A potentially false good idea.
So in this article, we will dig even deeper into everything we know today about this future MacBook Air Mini and try to get a clearer picture. And incidentally, fuel the debate even more.
What We Actually Know
Let’s start by laying out concretely what we know about this future low-cost MacBook Air. I’m calling it that for now, but we’ll talk about price later.
The origin of this rumor comes from analyst Ming-Chi Kuo, who discussed it in June 2025. He claims to have been contacted by a case and accessory manufacturer for Apple, who confirmed that Apple is preparing to launch a new MacBook model in early 2026.
Then another element reinforced this rumor with a reference spotted directly in macOS files.
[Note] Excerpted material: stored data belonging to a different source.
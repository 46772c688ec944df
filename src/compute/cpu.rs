//! Portable CPU implementation of [`ComputeBackend`].

use std::collections::HashMap;
use std::sync::atomic::{AtomicU64, Ordering};
use std::sync::Mutex;

use crate::error::ComputeError;

use super::{rgba_len, ColorMatrix, ComputeBackend, DeviceBuffer, BYTES_PER_PIXEL};

/// Default simulated device memory: 2GB.
pub const DEFAULT_DEVICE_MEMORY: usize = 2 * 1024 * 1024 * 1024;

#[derive(Default)]
struct Slab {
    buffers: HashMap<u64, Vec<u8>>,
    allocated: usize,
}

/// CPU backend. Device memory is a host-side slab with a byte limit so
/// allocation failures behave like they would on a real accelerator.
pub struct CpuBackend {
    slab: Mutex<Slab>,
    next_id: AtomicU64,
    memory_limit: usize,
}

impl CpuBackend {
    /// Create a backend with [`DEFAULT_DEVICE_MEMORY`] of device memory.
    pub fn new() -> Self {
        Self::with_memory_limit(DEFAULT_DEVICE_MEMORY)
    }

    /// Create a backend that refuses allocations beyond `memory_limit` bytes.
    pub fn with_memory_limit(memory_limit: usize) -> Self {
        Self {
            slab: Mutex::new(Slab::default()),
            next_id: AtomicU64::new(1),
            memory_limit,
        }
    }

    /// Bytes of device memory currently allocated.
    pub fn allocated_bytes(&self) -> usize {
        self.lock().allocated
    }

    fn lock(&self) -> std::sync::MutexGuard<'_, Slab> {
        self.slab.lock().unwrap_or_else(|e| e.into_inner())
    }

    /// Take `ids` out of the slab. On a missing id everything taken so far
    /// goes back and nothing is checked out.
    fn checkout(&self, ids: &[u64]) -> Result<Checkout<'_>, ComputeError> {
        let mut slab = self.lock();
        let mut taken: Vec<(u64, Vec<u8>)> = Vec::with_capacity(ids.len());
        for &id in ids {
            if taken.iter().any(|(held, _)| *held == id) {
                continue;
            }
            match slab.buffers.remove(&id) {
                Some(data) => taken.push((id, data)),
                None => {
                    slab.buffers.extend(taken);
                    return Err(ComputeError::InvalidBuffer(id));
                }
            }
        }
        Ok(Checkout {
            backend: self,
            taken,
        })
    }

    /// Run `kernel` over `inputs` into `output` with the slab unlocked, so
    /// kernels on other buffers proceed in parallel.
    fn run_unlocked<F>(
        &self,
        inputs: &[&DeviceBuffer],
        output: &DeviceBuffer,
        kernel: F,
    ) -> Result<(), ComputeError>
    where
        F: FnOnce(&[&[u8]], &mut [u8]) -> Result<(), ComputeError>,
    {
        let mut ids = Vec::with_capacity(inputs.len() + 1);
        ids.push(output.id());
        ids.extend(inputs.iter().map(|input| input.id()));

        let mut checkout = self.checkout(&ids)?;
        let Some(((_, dst), rest)) = checkout.taken.split_first_mut() else {
            return Err(ComputeError::InvalidBuffer(output.id()));
        };
        let srcs = inputs
            .iter()
            .map(|input| {
                rest.iter()
                    .find(|(id, _)| *id == input.id())
                    .map(|(_, data)| data.as_slice())
                    .ok_or(ComputeError::InvalidBuffer(input.id()))
            })
            .collect::<Result<Vec<&[u8]>, _>>()?;
        kernel(srcs.as_slice(), dst.as_mut_slice())
    }
}

/// Buffers held outside the slab while a kernel runs. They go back on drop,
/// including when the kernel panics.
struct Checkout<'a> {
    backend: &'a CpuBackend,
    taken: Vec<(u64, Vec<u8>)>,
}

impl Drop for Checkout<'_> {
    fn drop(&mut self) {
        if self.taken.is_empty() {
            return;
        }
        let mut slab = self.backend.lock();
        slab.buffers.extend(self.taken.drain(..));
    }
}

impl Default for CpuBackend {
    fn default() -> Self {
        Self::new()
    }
}

fn check_extent(
    kernel: &'static str,
    buffer: &[u8],
    width: u32,
    height: u32,
) -> Result<usize, ComputeError> {
    let needed = rgba_len(width, height);
    if buffer.len() < needed {
        return Err(ComputeError::Kernel {
            kernel,
            message: format!(
                "buffer of {} bytes is smaller than {}x{} RGBA ({} bytes)",
                buffer.len(),
                width,
                height,
                needed
            ),
        });
    }
    Ok(needed)
}

fn distinct(
    kernel: &'static str,
    input: &DeviceBuffer,
    output: &DeviceBuffer,
) -> Result<(), ComputeError> {
    if input.id() == output.id() {
        return Err(ComputeError::Kernel {
            kernel,
            message: "input and output must be different buffers".to_string(),
        });
    }
    Ok(())
}

impl ComputeBackend for CpuBackend {
    fn name(&self) -> &'static str {
        "cpu"
    }

    fn alloc(&self, len: usize) -> Result<DeviceBuffer, ComputeError> {
        let mut slab = self.lock();
        if slab.allocated + len > self.memory_limit {
            return Err(ComputeError::Allocation {
                len,
                message: format!(
                    "out of device memory ({} of {} bytes in use)",
                    slab.allocated, self.memory_limit
                ),
            });
        }
        let id = self.next_id.fetch_add(1, Ordering::Relaxed);
        slab.buffers.insert(id, vec![0u8; len]);
        slab.allocated += len;
        Ok(DeviceBuffer::new(id, len))
    }

    fn free(&self, buffer: DeviceBuffer) {
        let mut slab = self.lock();
        if let Some(data) = slab.buffers.remove(&buffer.id()) {
            slab.allocated = slab.allocated.saturating_sub(data.len());
        }
    }

    fn upload(&self, dst: &DeviceBuffer, src: &[u8]) -> Result<(), ComputeError> {
        let mut slab = self.lock();
        let data = slab
            .buffers
            .get_mut(&dst.id())
            .ok_or(ComputeError::InvalidBuffer(dst.id()))?;
        if data.len() != src.len() {
            return Err(ComputeError::CopySize {
                device: data.len(),
                host: src.len(),
            });
        }
        data.copy_from_slice(src);
        Ok(())
    }

    fn download(&self, src: &DeviceBuffer, dst: &mut [u8]) -> Result<(), ComputeError> {
        let slab = self.lock();
        let data = slab
            .buffers
            .get(&src.id())
            .ok_or(ComputeError::InvalidBuffer(src.id()))?;
        if data.len() != dst.len() {
            return Err(ComputeError::CopySize {
                device: data.len(),
                host: dst.len(),
            });
        }
        dst.copy_from_slice(data);
        Ok(())
    }

    fn color_correct(
        &self,
        input: &DeviceBuffer,
        output: &DeviceBuffer,
        width: u32,
        height: u32,
        matrix: Option<&ColorMatrix>,
    ) -> Result<(), ComputeError> {
        distinct("color_correct", input, output)?;
        self.run_unlocked(&[input], output, |srcs, dst| {
            color_correct_rgba(srcs[0], dst, width, height, matrix)
        })
    }

    fn focus_stack(
        &self,
        layers: &[DeviceBuffer],
        weights: &[f32],
        output: &DeviceBuffer,
        width: u32,
        height: u32,
    ) -> Result<(), ComputeError> {
        if layers.is_empty() || layers.len() != weights.len() {
            return Err(ComputeError::Kernel {
                kernel: "focus_stack",
                message: format!(
                    "{} layers with {} weights",
                    layers.len(),
                    weights.len()
                ),
            });
        }
        for layer in layers {
            distinct("focus_stack", layer, output)?;
        }

        let inputs: Vec<&DeviceBuffer> = layers.iter().collect();
        self.run_unlocked(&inputs, output, |srcs, dst| {
            focus_stack_rgba(srcs, weights, dst, width, height)
        })
    }

    fn sharpen(
        &self,
        input: &DeviceBuffer,
        output: &DeviceBuffer,
        width: u32,
        height: u32,
        amount: f32,
    ) -> Result<(), ComputeError> {
        distinct("sharpen", input, output)?;
        self.run_unlocked(&[input], output, |srcs, dst| {
            sharpen_rgba(srcs[0], dst, width, height, amount)
        })
    }
}

// =============================================================================
// Kernels
// =============================================================================

#[inline]
fn clamp_channel(value: f32) -> u8 {
    value.round().clamp(0.0, 255.0) as u8
}

fn color_correct_rgba(
    src: &[u8],
    dst: &mut [u8],
    width: u32,
    height: u32,
    matrix: Option<&ColorMatrix>,
) -> Result<(), ComputeError> {
    let len = check_extent("color_correct", src, width, height)?;
    check_extent("color_correct", dst, width, height)?;

    let Some(matrix) = matrix else {
        dst[..len].copy_from_slice(&src[..len]);
        return Ok(());
    };

    let m = &matrix.0;
    for (out, px) in dst[..len]
        .chunks_exact_mut(BYTES_PER_PIXEL)
        .zip(src[..len].chunks_exact(BYTES_PER_PIXEL))
    {
        let p = [px[0] as f32, px[1] as f32, px[2] as f32, px[3] as f32];
        for (c, row) in m.iter().enumerate() {
            out[c] = clamp_channel(row[0] * p[0] + row[1] * p[1] + row[2] * p[2] + row[3] * p[3]);
        }
    }
    Ok(())
}

fn focus_stack_rgba(
    layers: &[&[u8]],
    weights: &[f32],
    dst: &mut [u8],
    width: u32,
    height: u32,
) -> Result<(), ComputeError> {
    let len = check_extent("focus_stack", dst, width, height)?;
    for layer in layers {
        check_extent("focus_stack", layer, width, height)?;
    }

    for offset in (0..len).step_by(BYTES_PER_PIXEL) {
        let mut acc = [0.0f32; BYTES_PER_PIXEL];
        let mut weight_sum = 0.0f32;
        for (layer, &w) in layers.iter().zip(weights) {
            weight_sum += w;
            for (c, slot) in acc.iter_mut().enumerate() {
                *slot += w * layer[offset + c] as f32;
            }
        }
        if weight_sum == 0.0 {
            continue;
        }
        for (c, value) in acc.iter().enumerate() {
            dst[offset + c] = clamp_channel(value / weight_sum);
        }
    }
    Ok(())
}

fn sharpen_rgba(
    src: &[u8],
    dst: &mut [u8],
    width: u32,
    height: u32,
    amount: f32,
) -> Result<(), ComputeError> {
    let len = check_extent("sharpen", src, width, height)?;
    check_extent("sharpen", dst, width, height)?;

    // Borders and alpha pass through; interior RGB is overwritten below.
    dst[..len].copy_from_slice(&src[..len]);
    if width < 3 || height < 3 {
        return Ok(());
    }

    let w = width as usize;
    let h = height as usize;
    let stride = w * BYTES_PER_PIXEL;

    for y in 1..h - 1 {
        for x in 1..w - 1 {
            let center = y * stride + x * BYTES_PER_PIXEL;
            for c in 0..3 {
                let mut sum = 0u32;
                for dy in 0..3 {
                    let row = (y + dy - 1) * stride;
                    for dx in 0..3 {
                        sum += src[row + (x + dx - 1) * BYTES_PER_PIXEL + c] as u32;
                    }
                }
                let blur = sum as f32 / 9.0;
                let value = src[center + c] as f32;
                dst[center + c] = clamp_channel(value + amount * (value - blur));
            }
        }
    }
    Ok(())
}

// =============================================================================
// Tests
// =============================================================================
We see an A18 Pro chip associated with a Mac 17.1 identifier, and since then, sites like 9to5Mac and MacRumors have compiled all available information for clarity.
New MacBook With A18 Pro Chip Spotted in Apple Code
Apple is developing a MacBook with the A18 Pro chip, according to findings in backend code uncovered by MacRumors…www.macrumors.com
The conclusion: in spring 2026, perhaps in March, Apple would announce a new MacBook Air equipped with the A18 Pro chip.
It would have a 12.9-inch screen, smaller than the current MacBook Air’s 13.6-inch screen. Be careful, though, this wouldn’t be a return of the 12-inch MacBook. Contrary to what some imagine, it would come in four colors: silver, blue, pink, and yellow. It would have the same LCD screen as the current MacBook Air, potentially be thinner and lighter, and above all, it would cost less than the MacBook Air we know today.
Now let’s see why this MacBook Air is interesting despite the fact that it has an A18 Pro chip, which is largely a chip designed for the iPhone.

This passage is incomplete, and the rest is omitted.